◆ Exercise details
From the records below, extract only the lines running from the line with "malformed (zero length)." to the line with "can be spurious", both lines included, reproducing them exactly.

Dataset entries:
________________________________________

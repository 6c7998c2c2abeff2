//! Callout Channel
//!
//! The protocol a populate function uses mid-call to talk back to the
//! engine: [`CalloutChannel::resolve`] commits a sub-range of the
//! current window early so waiting accesses can be released before the
//! whole fill finishes, and [`CalloutChannel::expand`] grows the window
//! so one expensive operation (a disk seek, a network round trip) can
//! amortize across more elements than the fault asked for.
//!
//! Both calls take byte lengths; offsets are relative to the start of
//! the request window. Resolving whole multiples of the page size is
//! the most efficient shape, since released accesses are page-granular.
//!
//! The fill target is re-queried through [`CalloutChannel::target`]
//! after every `expand` call; the borrow rules make a stale window
//! slice impossible to hold across one.

use std::fmt;
use std::ops::Range;
use std::sync::atomic::{AtomicBool, Ordering};

use thiserror::Error;
use tracing::trace;

use crate::engine::EngineStats;
use crate::object::{round_up, ObjectInner};
use crate::ranges::ByteState;

/// Failure returned by a populate function.
///
/// Carries a caller-defined code (and optional context); the engine
/// scopes the failure to the single faulting request.
#[derive(Debug, Clone, Error, PartialEq, Eq)]
#[error("populate failed (code {code}){}", .message.as_deref().map(|m| format!(": {m}")).unwrap_or_default())]
pub struct PopulateError {
    /// Caller-defined failure code.
    pub code: i32,
    /// Optional human-readable context.
    pub message: Option<String>,
}

impl PopulateError {
    /// Create a failure with a bare code.
    pub fn new(code: i32) -> Self {
        Self {
            code,
            message: None,
        }
    }

    /// Attach a message.
    pub fn with_message(code: i32, message: impl Into<String>) -> Self {
        Self {
            code,
            message: Some(message.into()),
        }
    }
}

/// User-supplied fill capability.
///
/// `populate` must have written every byte of
/// `target[0 .. (end - start) * stride)` before returning `Ok`, either
/// in one shot or incrementally paired with `resolve` calls. `start`
/// and `end` are the window's element bounds at invocation; a
/// successful `expand` obligates the caller to fill the grown window
/// instead.
///
/// Returning `Err` (or panicking) fails only this request: sub-ranges
/// already resolved stay readable, the rest of the window is
/// permanently faulted, and sibling requests are unaffected.
pub trait Populator: Send + Sync {
    /// Fill the requested element range.
    fn populate(
        &self,
        start: u64,
        end: u64,
        chan: &mut CalloutChannel<'_>,
    ) -> Result<(), PopulateError>;
}

impl<F> Populator for F
where
    F: Fn(u64, u64, &mut CalloutChannel<'_>) -> Result<(), PopulateError> + Send + Sync,
{
    fn populate(
        &self,
        start: u64,
        end: u64,
        chan: &mut CalloutChannel<'_>,
    ) -> Result<(), PopulateError> {
        self(start, end, chan)
    }
}

/// Error from [`CalloutChannel::resolve`].
#[derive(Debug, Clone, Copy, Error, PartialEq, Eq)]
pub enum ResolveError {
    /// Some byte of the sub-range was already resolved earlier in this
    /// request.
    #[error("sub-range overlaps bytes already resolved in this request")]
    AlreadyResolved,
    /// Some byte of the sub-range lies outside the current window.
    #[error("sub-range extends outside the current request window")]
    OutOfBounds,
}

/// Error from [`CalloutChannel::expand`].
#[derive(Debug, Clone, Copy, Error, PartialEq, Eq)]
pub enum ExpandError {
    /// The requested length is below the request's original length; no
    /// change was made.
    #[error("requested length would shrink the request window")]
    ShrinksRange,
    /// The arguments were malformed (zero length).
    #[error("bad expand arguments")]
    BadArgs,
}

/// Successful outcome of [`CalloutChannel::expand`].
#[derive(Debug, Clone, Copy, PartialEq, Eq)]
pub enum ExpandOutcome {
    /// The window grew; the new window length in bytes.
    Granted {
        /// Total window length after the grant, in bytes.
        granted_len: usize,
    },
    /// The engine declined growth this call. Refusal can be spurious
    /// and is not a permanent ceiling; a later call may succeed.
    NoChange,
}

/// Preferred rounding when the engine sizes a grant.
///
/// A preference only: grants are page-granular and the engine may
/// round either way, so the caller must be ready to fill whatever
/// length comes back.
#[derive(Debug, Clone, Copy, PartialEq, Eq)]
pub enum Rounding {
    /// Prefer rounding the grant up to the next page boundary.
    Up,
    /// Prefer rounding the grant down to the previous page boundary.
    Down,
}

________________________________________

◆ Exercise solution
    /// The arguments were malformed (zero length).
    #[error("bad expand arguments")]
    BadArgs,
}

/// Successful outcome of [`CalloutChannel::expand`].
#[derive(Debug, Clone, Copy, PartialEq, Eq)]
pub enum ExpandOutcome {
    /// The window grew; the new window length in bytes.
    Granted {
        /// Total window length after the grant, in bytes.
        granted_len: usize,
    },
    /// The engine declined growth this call. Refusal can be spurious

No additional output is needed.